It would hardly be decent—or necessary—for me to accuse the New Day Progressive Liberal Party (PLP) government of deliberately misleading the Bahamian people about the Grand Lucayan Resort. One does not need to allege bad faith when sheer ineptitude, incompetence, and administrative laziness provide a far more reasonable explanation.
The reality is painfully clear to the workers on Grand Bahama who are now pleading with the government to simply be honest with them—to tell them the truth so they can make life-altering decisions about seeking other employment. As reported by The Nassau Guardian in “Worries grow on Grand Lucayan,” the so-called “turning point” deal announced with great fanfare in May has produced exactly nothing. No construction. No redevelopment activity. No economic revival. What it has produced instead is delayed pay checks, reduced workweeks, and a fully shuttered resort.
Employees deemed “essential” are now working two days a week to maintain a property where nothing is happening, while payroll delays have become routine. The Chief Financial Officer’s apologetic emails, citing “circumstances beyond our control,” have become the most tangible output of a government that promised transparency and accountability but has delivered silence and excuses instead.

This is not an isolated incident. It is a pattern.
The Grand Lucayan deal is now the second major agreement inherited from the former Free National Movement (FNM) government that the Davis-led PLP cancelled, only to leave the public in the dark about what—if anything—replaced it. The first was the ongoing renovation and upgrade of the Princess Margaret Hospital (PMH), for which funding was already in place. That money was actually sent back by the PLP government, only for the same administration to later cry foul over crumbling healthcare infrastructure while borrowing anew for a specialty hospital that does not even address core emergency services. To this day, the Critical Care Block at PMH remains incomplete under PLP stewardship.

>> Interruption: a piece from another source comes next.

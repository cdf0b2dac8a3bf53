//! Command-line surface of the `brushscan` batch tool.

pub mod cli;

Now, the people of Grand Bahama are once again left in limbo, and the wider Bahamian public is expected to accept press releases and photo-ops as substitutes for progress. Deals are announced. Heads of agreement are signed. Promises are made. And then—nothing happens.
This is governance by illusion, where announcements are mistaken for action and accountability is perpetually “forthcoming.” The failure is not accidental. It is systemic. The Progressive Liberal Party fails for one reason only: it is their nature.